Caminho para a ciência
Valéria Fagundes, estudante de Medicina da UCPel e psicóloga, entende a importância do estudo: “o cuidado com a saúde mental da parturiente muitas vezes não recebe a mesma atenção que os aspectos biológicos e obstétricos. Aprendemos com frequência a avaliar sinais vitais, exames laboratoriais e a evolução clínica do parto, mas nem sempre somos treinados a reconhecer sinais de ansiedade, depressão ou sofrimento psíquico”
Para a acadêmica, que integra a pesquisa desde a sua concepção, todo o cuidado com a parturiente é importante para que o bebê se desenvolva de uma forma saudável: “ansiedade, depressão e outros transtornos psíquicos nesse período podem impactar não apenas a vivência da gravidez, mas também o desenvolvimento do bebê, a qualidade do vínculo mãe-filho e até mesmo os desfechos obstétricos. A saúde mental da mãe está, portanto, diretamente relacionada ao bem-estar do recém-nascido, ao estabelecimento do vínculo afetivo e à adesão aos cuidados pós-parto. Esse olhar também reforça a importância de uma atuação multiprofissional, na qual o acompanhamento obstétrico se articule com o suporte psicológico”, conclui Valéria.
Além de Valéria, outros seis estudantes participam do projeto. Uma delas é Nathalia Schick, que participa pela primeira vez de uma pesquisa acadêmica: “Participei ativamente da pesquisa por meio da coleta de dados específicos relacionados ao histórico clínico e social das gestantes. Eu pretendo seguir produzindo cientificamente. Acredito que a produção científica nos enriquece academicamente e nos permite contribuir ativamente para o avanço do conhecimento na nossa área de interesse, visualizando dados reais da nossa realidade”, ressaltou.
Professor e médico Marcos Razera e a estudante de Medicina Nathalia Schick em apresentação do trabalho no Salão Universitário da UCPel (arquivo pessoal)
Com os dados obtidos, a equipe busca promover, cada vez mais, a pesquisa acadêmica, aliando sempre a teoria à prática. “A pesquisa nos permite criar e elaborar inúmeros trabalhos a partir da análise de dados”, explicou Nathalia.

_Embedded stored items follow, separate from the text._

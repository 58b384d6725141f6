use std::path::Path;
use std::time::Duration;

use tern_core::config::{LockWait, ResolvedPolicy, SyncMode, Upgrade};
use tern_core::environment::TargetEnvironment;
use tern_core::lockfile::{Lockfile, LockfileError, LOCKFILE_NAME};
use tern_core::name::PackageName;
use tern_core::requirement::PackageSource;
use tern_core::version::Version;
use tern_ops::ops_lock;
use tern_ops::ops_sync::ENV_LOCK_FILE;
use tern_ops::plan::{InstallPlan, PlannedPackage};
use tern_ops::record::{RecordInspector, RecordInstaller};
use tern_ops::{
    EnvironmentInspector, InstallError, Installer, SyncError, SyncOptions, Synchronizer,
};
use tern_resolver::{ResolveError, StaticProvider};
use tern_util::cancel::Cancellation;
use tern_util::errors::TernError;
use tern_util::lock::{sidecar_path, FileLock};

fn name(s: &str) -> PackageName {
    PackageName::new(s).unwrap()
}

fn python() -> Version {
    Version::new([3, 12])
}

fn policy() -> ResolvedPolicy {
    ResolvedPolicy {
        universal: false,
        python_version: python(),
        ..ResolvedPolicy::default()
    }
}

fn inspector() -> RecordInspector {
    RecordInspector::new(TargetEnvironment::host(&python()))
}

fn write_manifest(root: &Path, dependencies: &[&str]) {
    let deps: Vec<String> = dependencies.iter().map(|d| format!("{d:?}")).collect();
    let text = format!(
        "[project]\nname = \"demo\"\nversion = \"0.1.0\"\ndependencies = [{}]\n\n[dependency-groups]\ndev = [\"pytest\"]\n",
        deps.join(", ")
    );
    std::fs::write(root.join("pyproject.toml"), text).unwrap();
}

fn provider() -> StaticProvider {
    let mut provider = StaticProvider::new();
    provider.add_simple("app", "1.0", &["lib>=1"]).unwrap();
    provider.add_simple("lib", "1.0", &[]).unwrap();
    provider.add_simple("extra", "0.5", &[]).unwrap();
    provider.add_simple("pytest", "8.0", &[]).unwrap();
    provider
}

fn install_names(plan: &InstallPlan) -> Vec<String> {
    plan.to_install.iter().map(|p| p.name.to_string()).collect()
}

struct Dirs {
    project: tempfile::TempDir,
    env: tempfile::TempDir,
}

fn dirs(dependencies: &[&str]) -> Dirs {
    let dirs = Dirs {
        project: tempfile::tempdir().unwrap(),
        env: tempfile::tempdir().unwrap(),
    };
    write_manifest(dirs.project.path(), dependencies);
    dirs
}

async fn sync_with(
    provider: &StaticProvider,
    policy: &ResolvedPolicy,
    dirs: &Dirs,
    options: &SyncOptions,
) -> Result<tern_ops::SyncReport, SyncError> {
    let inspector = inspector();
    let installer = RecordInstaller::new(dirs.env.path());
    Synchronizer::new(provider, &inspector, &installer, policy)
        .sync(dirs.project.path(), dirs.env.path(), options)
        .await
}

#[tokio::test]
async fn first_sync_locks_and_installs_dependencies_first() {
    let dirs = dirs(&["app"]);
    let report = sync_with(&provider(), &policy(), &dirs, &SyncOptions::default())
        .await
        .unwrap();
    assert!(report.relocked);
    assert!(report.applied);
    assert!(dirs.project.path().join(LOCKFILE_NAME).is_file());
    let installed = install_names(&report.plan);
    let lib = installed.iter().position(|n| n == "lib").unwrap();
    let app = installed.iter().position(|n| n == "app").unwrap();
    assert!(lib < app);
    assert!(installed.contains(&"pytest".to_string()));
}

#[tokio::test]
async fn second_sync_is_a_no_op() {
    let dirs = dirs(&["app"]);
    let provider = provider();
    sync_with(&provider, &policy(), &dirs, &SyncOptions::default())
        .await
        .unwrap();
    let again = sync_with(&provider, &policy(), &dirs, &SyncOptions::default())
        .await
        .unwrap();
    assert!(!again.relocked);
    assert!(again.plan.is_empty());
    assert!(!again.applied);
}

#[tokio::test]
async fn stale_lockfile_is_re_resolved_by_default() {
    let dirs = dirs(&["app"]);
    let provider = provider();
    sync_with(&provider, &policy(), &dirs, &SyncOptions::default())
        .await
        .unwrap();

    write_manifest(dirs.project.path(), &["app", "extra"]);
    let report = sync_with(&provider, &policy(), &dirs, &SyncOptions::default())
        .await
        .unwrap();
    assert!(report.relocked);
    assert_eq!(install_names(&report.plan), ["extra"]);
}

#[tokio::test]
async fn frozen_refuses_a_stale_lockfile() {
    let dirs = dirs(&["app"]);
    let provider = provider();
    sync_with(&provider, &policy(), &dirs, &SyncOptions::default())
        .await
        .unwrap();
    let before = std::fs::read_to_string(dirs.project.path().join(LOCKFILE_NAME)).unwrap();

    write_manifest(dirs.project.path(), &["app", "extra"]);
    let frozen = SyncOptions {
        mode: SyncMode::Frozen,
        ..SyncOptions::default()
    };
    let err = sync_with(&provider, &policy(), &dirs, &frozen)
        .await
        .unwrap_err();
    assert!(matches!(err, SyncError::Lockfile(LockfileError::Stale { .. })));
    let after = std::fs::read_to_string(dirs.project.path().join(LOCKFILE_NAME)).unwrap();
    assert_eq!(before, after);
}

#[tokio::test]
async fn frozen_without_a_lockfile_fails() {
    let dirs = dirs(&["app"]);
    let frozen = SyncOptions {
        mode: SyncMode::Frozen,
        ..SyncOptions::default()
    };
    let err = sync_with(&provider(), &policy(), &dirs, &frozen)
        .await
        .unwrap_err();
    assert!(matches!(err, SyncError::Lockfile(LockfileError::Missing { .. })));
}

#[tokio::test]
async fn frozen_installs_a_fresh_lockfile_without_resolving() {
    let dirs = dirs(&["app"]);
    ops_lock::lock(dirs.project.path(), &provider(), &policy(), &Cancellation::new())
        .await
        .unwrap();

    let empty = StaticProvider::new();
    let frozen = SyncOptions {
        mode: SyncMode::Frozen,
        ..SyncOptions::default()
    };
    let report = sync_with(&empty, &policy(), &dirs, &frozen).await.unwrap();
    assert!(!report.relocked);
    assert_eq!(empty.fetch_count(), 0);
    assert_eq!(report.plan.to_install.len(), 3);
}

#[tokio::test]
async fn extraneous_packages_are_removed_unless_protected_or_inexact() {
    let dirs = dirs(&["app"]);
    let seed = InstallPlan {
        to_install: vec![
            PlannedPackage {
                name: name("stray"),
                version: Version::new([2, 0]),
                source: PackageSource::registry("https://pypi.org/simple"),
            },
            PlannedPackage {
                name: name("python"),
                version: python(),
                source: PackageSource::registry("https://pypi.org/simple"),
            },
        ],
        ..InstallPlan::default()
    };
    RecordInstaller::new(dirs.env.path()).apply(&seed).unwrap();

    let inexact = SyncOptions {
        inexact: true,
        dry_run: true,
        ..SyncOptions::default()
    };
    let report = sync_with(&provider(), &policy(), &dirs, &inexact).await.unwrap();
    assert!(report.plan.to_remove.is_empty());
    assert!(!report.applied);

    let report = sync_with(&provider(), &policy(), &dirs, &SyncOptions::default())
        .await
        .unwrap();
    let removed: Vec<&str> = report.plan.to_remove.iter().map(|p| p.name.as_str()).collect();
    assert_eq!(removed, ["stray"]);
    let after = inspector().snapshot(dirs.env.path()).unwrap();
    assert!(after.get(&name("python")).is_some());
    assert!(after.get(&name("stray")).is_none());
}

#[tokio::test]
async fn dev_groups_can_be_skipped() {
    let dirs = dirs(&["app"]);
    let options = SyncOptions {
        no_dev: true,
        ..SyncOptions::default()
    };
    let report = sync_with(&provider(), &policy(), &dirs, &options).await.unwrap();
    assert!(!install_names(&report.plan).contains(&"pytest".to_string()));
}

/// Fails every step touching one package.
struct FailingInstaller {
    broken: PackageName,
}

impl Installer for FailingInstaller {
    fn apply(&self, plan: &InstallPlan) -> Result<(), InstallError> {
        InstallError::collect(
            plan.steps()
                .into_iter()
                .map(|step| {
                    let result = if step.name() == &self.broken {
                        Err("wheel is corrupt".to_string())
                    } else {
                        Ok(())
                    };
                    (step, result)
                })
                .collect(),
        )
    }
}

#[tokio::test]
async fn partial_install_failure_reports_both_halves() {
    let dirs = dirs(&["app"]);
    let provider = provider();
    let policy = policy();
    let inspector = inspector();
    let installer = FailingInstaller {
        broken: name("lib"),
    };
    let err = Synchronizer::new(&provider, &inspector, &installer, &policy)
        .sync(dirs.project.path(), dirs.env.path(), &SyncOptions::default())
        .await
        .unwrap_err();
    let SyncError::Install(err) = err else {
        panic!("expected an install error, got {err:?}");
    };
    let applied: Vec<String> = err.applied.iter().map(|s| s.name().to_string()).collect();
    assert!(applied.contains(&"app".to_string()));
    assert_eq!(err.failed.len(), 1);
    assert_eq!(err.failed[0].0.name(), &name("lib"));

    let env_lock = dirs.env.path().join(ENV_LOCK_FILE);
    assert!(FileLock::try_acquire(&env_lock).unwrap().is_some());
}

#[tokio::test]
async fn contended_lockfile_fails_fast() {
    let dirs = dirs(&["app"]);
    let policy = ResolvedPolicy {
        lock_wait: LockWait::FailFast,
        ..policy()
    };
    let lock_path = sidecar_path(&dirs.project.path().join(LOCKFILE_NAME));
    let _held = FileLock::acquire(&lock_path).unwrap();

    let err = ops_lock::lock(dirs.project.path(), &provider(), &policy, &Cancellation::new())
        .await
        .unwrap_err();
    assert!(matches!(
        err,
        SyncError::Resolve(ResolveError::ResolutionInProgress { .. })
    ));
}

#[tokio::test]
async fn relocking_keeps_versions_unless_upgrading() {
    let dirs = dirs(&["app"]);
    let mut provider = provider();
    ops_lock::lock(dirs.project.path(), &provider, &policy(), &Cancellation::new())
        .await
        .unwrap();

    provider.add_simple("lib", "1.5", &[]).unwrap();
    let kept = ops_lock::lock(dirs.project.path(), &provider, &policy(), &Cancellation::new())
        .await
        .unwrap();
    let lib = |lockfile: &Lockfile| {
        lockfile
            .solution
            .get(&name("lib"))
            .map(|p| p.version.to_string())
            .collect::<Vec<_>>()
    };
    assert_eq!(lib(&kept), ["1.0"]);

    let upgrade = ResolvedPolicy {
        upgrade: Upgrade::All,
        ..policy()
    };
    let upgraded = ops_lock::lock(dirs.project.path(), &provider, &upgrade, &Cancellation::new())
        .await
        .unwrap();
    assert_eq!(lib(&upgraded), ["1.5"]);
}

#[tokio::test]
async fn cancelled_resolution_writes_nothing() {
    let dirs = dirs(&["app"]);
    let cancel = Cancellation::new();
    cancel.cancel();
    let err = ops_lock::lock(dirs.project.path(), &provider(), &policy(), &cancel)
        .await
        .unwrap_err();
    assert!(matches!(err, SyncError::Resolve(ResolveError::Cancelled)));
    assert!(!dirs.project.path().join(LOCKFILE_NAME).exists());
}

#[tokio::test]
async fn held_environment_fails_fast() {
    let dirs = dirs(&["app"]);
    let policy = ResolvedPolicy {
        lock_wait: LockWait::FailFast,
        ..policy()
    };
    let _held = FileLock::acquire(&dirs.env.path().join(ENV_LOCK_FILE)).unwrap();

    let err = sync_with(&provider(), &policy, &dirs, &SyncOptions::default())
        .await
        .unwrap_err();
    assert!(matches!(err, SyncError::Tern(TernError::Locked { .. })));
    assert!(inspector().snapshot(dirs.env.path()).unwrap().packages.is_empty());
}

#[tokio::test]
async fn second_sync_waits_for_the_environment() {
    let dirs = dirs(&["app"]);
    let provider = provider();
    let policy = policy();
    let held = FileLock::acquire(&dirs.env.path().join(ENV_LOCK_FILE)).unwrap();

    let options = SyncOptions::default();
    let sync = sync_with(&provider, &policy, &dirs, &options);
    tokio::pin!(sync);
    let waited = tokio::time::timeout(Duration::from_millis(200), &mut sync).await;
    assert!(waited.is_err());
    assert!(inspector().snapshot(dirs.env.path()).unwrap().packages.is_empty());

    drop(held);
    let report = sync.await.unwrap();
    assert!(report.applied);
    assert_eq!(report.plan.to_install.len(), 3);
}

fn write_bounded_manifest(root: &Path, requires_python: &str) {
    let text = format!(
        "[project]\nname = \"demo\"\nversion = \"0.1.0\"\nrequires-python = \"{requires_python}\"\ndependencies = [\"app\"]\n"
    );
    std::fs::write(root.join("pyproject.toml"), text).unwrap();
}

#[tokio::test]
async fn requires_python_refuses_other_interpreters() {
    let dirs = dirs(&["app"]);
    write_bounded_manifest(dirs.project.path(), ">=3.13");
    let err = sync_with(&provider(), &policy(), &dirs, &SyncOptions::default())
        .await
        .unwrap_err();
    assert!(matches!(
        err,
        SyncError::Resolve(ResolveError::UnsupportedPython { .. })
    ));
    assert!(!dirs.project.path().join(LOCKFILE_NAME).exists());

    write_bounded_manifest(dirs.project.path(), ">=3.12");
    ops_lock::lock(dirs.project.path(), &provider(), &policy(), &Cancellation::new())
        .await
        .unwrap();
    let old = RecordInspector::new(TargetEnvironment::host(&Version::new([3, 11])));
    let installer = RecordInstaller::new(dirs.env.path());
    let frozen = SyncOptions {
        mode: SyncMode::Frozen,
        ..SyncOptions::default()
    };
    let err = Synchronizer::new(&provider(), &old, &installer, &policy())
        .sync(dirs.project.path(), dirs.env.path(), &frozen)
        .await
        .unwrap_err();
    assert!(matches!(
        err,
        SyncError::Resolve(ResolveError::UnsupportedPython { .. })
    ));
}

A estudante explicou que, com a pesquisa, foram produzidos trabalhos para inúmeros eventos, como o Congresso Internacional de Especialidades em Pediatria/Criança 2025, que foi em Curitiba, e o Salão Universitário da UCPel. “Atualmente, estamos em fase de planejamento para a redação e submissão de artigos a periódicos científicos”, enfatizou.

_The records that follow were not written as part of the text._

//! Requirements and the roots they hang from.
//!
//! A [`Requirement`] is immutable once built. Project declarations carry a
//! [`RequirementRoot`] tag so runtime, optional-extra and dev-group
//! requirements stay separable all the way to the synchronizer.

use serde::{Deserialize, Deserializer, Serialize, Serializer};
use std::collections::BTreeSet;
use std::fmt;
use std::str::FromStr;

use crate::environment::TargetEnvironment;
use crate::error::ConstraintError;
use crate::marker::MarkerTree;
use crate::name::{ExtraName, PackageName};
use crate::specifier::VersionSpecifiers;

/// Where a package's artifacts come from.
#[derive(Debug, Clone, PartialEq, Eq, PartialOrd, Ord, Hash)]
pub enum PackageSource {
    Registry { index: String },
    Url { url: String },
    Path { path: String },
}

impl PackageSource {
    pub fn registry(index: &str) -> Self {
        PackageSource::Registry {
            index: index.trim_end_matches('/').to_string(),
        }
    }

    /// Interpret a direct reference: `file://` URLs become local paths.
    pub fn from_url(url: &str) -> Self {
        match url.strip_prefix("file://") {
            Some(path) => PackageSource::Path {
                path: path.to_string(),
            },
            None => PackageSource::Url {
                url: url.to_string(),
            },
        }
    }

    pub fn is_registry(&self) -> bool {
        matches!(self, PackageSource::Registry { .. })
    }

    fn direct_reference(&self) -> Option<String> {
        match self {
            PackageSource::Registry { .. } => None,
            PackageSource::Url { url } => Some(url.clone()),
            PackageSource::Path { path } => Some(format!("file://{path}")),
        }
    }
}

impl fmt::Display for PackageSource {
    fn fmt(&self, f: &mut fmt::Formatter<'_>) -> fmt::Result {
        match self {
            PackageSource::Registry { index } => write!(f, "registry+{index}"),
            PackageSource::Url { url } => write!(f, "url+{url}"),
            PackageSource::Path { path } => write!(f, "path+{path}"),
        }
    }
}

impl FromStr for PackageSource {
    type Err = ConstraintError;

    fn from_str(s: &str) -> Result<Self, Self::Err> {
        let (kind, rest) = s.split_once('+').ok_or_else(|| ConstraintError::Requirement {
            input: s.to_string(),
            reason: "source must look like `registry+<url>`, `url+<url>` or `path+<path>`"
                .to_string(),
        })?;
        match kind {
            "registry" => Ok(PackageSource::registry(rest)),
            "url" => Ok(PackageSource::Url {
                url: rest.to_string(),
            }),
            "path" => Ok(PackageSource::Path {
                path: rest.to_string(),
            }),
            other => Err(ConstraintError::Requirement {
                input: s.to_string(),
                reason: format!("unknown source kind `{other}`"),
            }),
        }
    }
}

/// Which project declaration a requirement came from.
#[derive(Debug, Clone, PartialEq, Eq, PartialOrd, Ord, Hash)]
pub enum RequirementRoot {
    Runtime,
    OptionalExtra(ExtraName),
    DevGroup(ExtraName),
}

impl fmt::Display for RequirementRoot {
    fn fmt(&self, f: &mut fmt::Formatter<'_>) -> fmt::Result {
        match self {
            RequirementRoot::Runtime => f.write_str("runtime"),
            RequirementRoot::OptionalExtra(name) => write!(f, "extra:{name}"),
            RequirementRoot::DevGroup(name) => write!(f, "group:{name}"),
        }
    }
}

impl FromStr for RequirementRoot {
    type Err = ConstraintError;

    fn from_str(s: &str) -> Result<Self, Self::Err> {
        match s.split_once(':') {
            None if s == "runtime" => Ok(RequirementRoot::Runtime),
            Some(("extra", name)) => Ok(RequirementRoot::OptionalExtra(ExtraName::new(name)?)),
            Some(("group", name)) => Ok(RequirementRoot::DevGroup(ExtraName::new(name)?)),
            _ => Err(ConstraintError::Requirement {
                input: s.to_string(),
                reason: "expected `runtime`, `extra:<name>` or `group:<name>`".to_string(),
            }),
        }
    }
}

macro_rules! string_serde {
    ($ty:ty) => {
        impl Serialize for $ty {
            fn serialize<S: Serializer>(&self, serializer: S) -> Result<S::Ok, S::Error> {
                serializer.collect_str(self)
            }
        }

        impl<'de> Deserialize<'de> for $ty {
            fn deserialize<D: Deserializer<'de>>(deserializer: D) -> Result<Self, D::Error> {
                let raw = String::deserialize(deserializer)?;
                raw.parse().map_err(serde::de::Error::custom)
            }
        }
    };
}

string_serde!(PackageSource);
string_serde!(RequirementRoot);
string_serde!(Requirement);

/// A constraint on one package: name, extras, versions, applicability and
/// source.
#[derive(Debug, Clone, PartialEq, Eq, PartialOrd, Ord, Hash)]
pub struct Requirement {
    pub name: PackageName,
    /// Sorted and deduplicated.
    pub extras: Vec<ExtraName>,
    pub specifier: VersionSpecifiers,
    /// `MarkerTree::True` when unconditional.
    pub marker: MarkerTree,
    /// `None` means the configured default index.
    pub source: Option<PackageSource>,
    pub origin: RequirementRoot,
}

impl Requirement {
    /// A runtime requirement on `name` with any version.
    pub fn new(name: PackageName) -> Self {
        Self {
            name,
            extras: Vec::new(),
            specifier: VersionSpecifiers::any(),
            marker: MarkerTree::True,
            source: None,
            origin: RequirementRoot::Runtime,
        }
    }

    /// Parse `name[extra,...] specifiers ; marker` or `name @ url ; marker`.
    pub fn parse(input: &str) -> Result<Self, ConstraintError> {
        let fail = |reason: &str| ConstraintError::Requirement {
            input: input.to_string(),
            reason: reason.to_string(),
        };
        let text = input.trim();
        let name_end = text
            .find(|c: char| !(c.is_ascii_alphanumeric() || matches!(c, '-' | '_' | '.')))
            .unwrap_or(text.len());
        if name_end == 0 {
            return Err(fail("missing package name"));
        }
        let name = PackageName::new(&text[..name_end])?;
        let mut rest = text[name_end..].trim_start();

        let mut extras = Vec::new();
        if let Some(after) = rest.strip_prefix('[') {
            let close = after.find(']').ok_or_else(|| fail("unterminated extras list"))?;
            for extra in after[..close].split(',').map(str::trim).filter(|e| !e.is_empty()) {
                extras.push(ExtraName::new(extra)?);
            }
            rest = after[close + 1..].trim_start();
        }
        extras.sort();
        extras.dedup();

        let mut requirement = Requirement {
            extras,
            ..Requirement::new(name)
        };

        let marker_text = if let Some(after) = rest.strip_prefix('@') {
            let after = after.trim_start();
            let url_end = after.find(char::is_whitespace).unwrap_or(after.len());
            let mut url = &after[..url_end];
            let mut tail = after[url_end..].trim_start();
            if let Some(stripped) = url.strip_suffix(';') {
                url = stripped;
                tail = &after[url_end - 1..];
            }
            if url.is_empty() {
                return Err(fail("missing URL after `@`"));
            }
            requirement.source = Some(PackageSource::from_url(url));
            match tail.strip_prefix(';') {
                Some(marker) => Some(marker),
                None if tail.is_empty() => None,
                None => return Err(fail("unexpected text after URL")),
            }
        } else {
            let (spec, marker) = match rest.split_once(';') {
                Some((spec, marker)) => (spec, Some(marker)),
                None => (rest, None),
            };
            let spec = spec.trim();
            let spec = match spec.strip_prefix('(') {
                Some(inner) => inner
                    .strip_suffix(')')
                    .ok_or_else(|| fail("unbalanced parentheses"))?,
                None => spec,
            };
            requirement.specifier = VersionSpecifiers::parse(spec)?;
            marker
        };

        if let Some(marker) = marker_text {
            requirement.marker = MarkerTree::parse(marker.trim())?;
        }
        Ok(requirement)
    }

    pub fn with_origin(mut self, origin: RequirementRoot) -> Self {
        self.origin = origin;
        self
    }

    /// Whether the requirement applies on `env` with `extras` active.
    pub fn applies_to(&self, env: &TargetEnvironment, extras: &[ExtraName]) -> bool {
        self.marker.evaluate(env, extras)
    }
}

impl fmt::Display for Requirement {
    fn fmt(&self, f: &mut fmt::Formatter<'_>) -> fmt::Result {
        f.write_str(self.name.as_str())?;
        if !self.extras.is_empty() {
            let extras: Vec<&str> = self.extras.iter().map(ExtraName::as_str).collect();
            write!(f, "[{}]", extras.join(","))?;
        }
        match self.source.as_ref().and_then(PackageSource::direct_reference) {
            Some(url) => {
                write!(f, " @ {url}")?;
                if !self.marker.is_true() {
                    f.write_str(" ")?;
                }
            }
            None => write!(f, "{}", self.specifier)?,
        }
        if !self.marker.is_true() {
            write!(f, "; {}", self.marker)?;
        }
        Ok(())
    }
}

impl FromStr for Requirement {
    type Err = ConstraintError;

    fn from_str(s: &str) -> Result<Self, Self::Err> {
        Self::parse(s)
    }
}

/// Which optional roots take part in an operation. Runtime requirements
/// always do.
#[derive(Debug, Clone, Default, PartialEq, Eq)]
pub struct RootSelection {
    pub extras: BTreeSet<ExtraName>,
    pub groups: BTreeSet<ExtraName>,
}

impl RootSelection {
    pub fn runtime_only() -> Self {
        Self::default()
    }

    /// Every root named by `declarations`.
    pub fn all(declarations: &[Requirement]) -> Self {
        let mut selection = Self::default();
        for req in declarations {
            match &req.origin {
                RequirementRoot::Runtime => {}
                RequirementRoot::OptionalExtra(name) => {
                    selection.extras.insert(name.clone());
                }
                RequirementRoot::DevGroup(name) => {
                    selection.groups.insert(name.clone());
                }
            }
        }
        selection
    }

    pub fn includes(&self, root: &RequirementRoot) -> bool {
        match root {
            RequirementRoot::Runtime => true,
            RequirementRoot::OptionalExtra(name) => self.extras.contains(name),
            RequirementRoot::DevGroup(name) => self.groups.contains(name),
        }
    }
}

/// The requirements of every selected root, sorted and deduplicated.
pub fn collect_requirements(
    declarations: &[Requirement],
    selection: &RootSelection,
) -> Vec<Requirement> {
    let mut out: Vec<Requirement> = declarations
        .iter()
        .filter(|req| selection.includes(&req.origin))
        .cloned()
        .collect();
    out.sort();
    out.dedup();
    out
}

Contribuição para a saúde pública
A iniciativa não só contribui para o avanço científico, mas também visa melhorar a qualidade do atendimento e o bem-estar das gestantes atendidas, reforçando a importância de um cuidado integral à saúde mental no contexto do nascimento de um novo ser humano.
“O estudo traz uma série de benefícios da todos os envolvidos: qualificou a coleta de dados no hospital, auxiliou na atualização de questionários de anamnese, gerou protocolos assistenciais, aprimorou o atendimento ao paciente internado, reforça a importância da produção cientifica no meio acadêmico, esclarece ao aluno a relevância de uma boa coleta de dados para assistência e pesquisa e enriquece o currículo dos envolvidos”, pontuou o professor Marcos Razera.
“Quando os acadêmicos se envolvem nesse processo desde a graduação, desenvolvem uma postura crítica, investigativa e socialmente comprometida, o que amplia o impacto da formação acadêmica na prática profissional futura”, finalizou a estudante Nathalia Schick.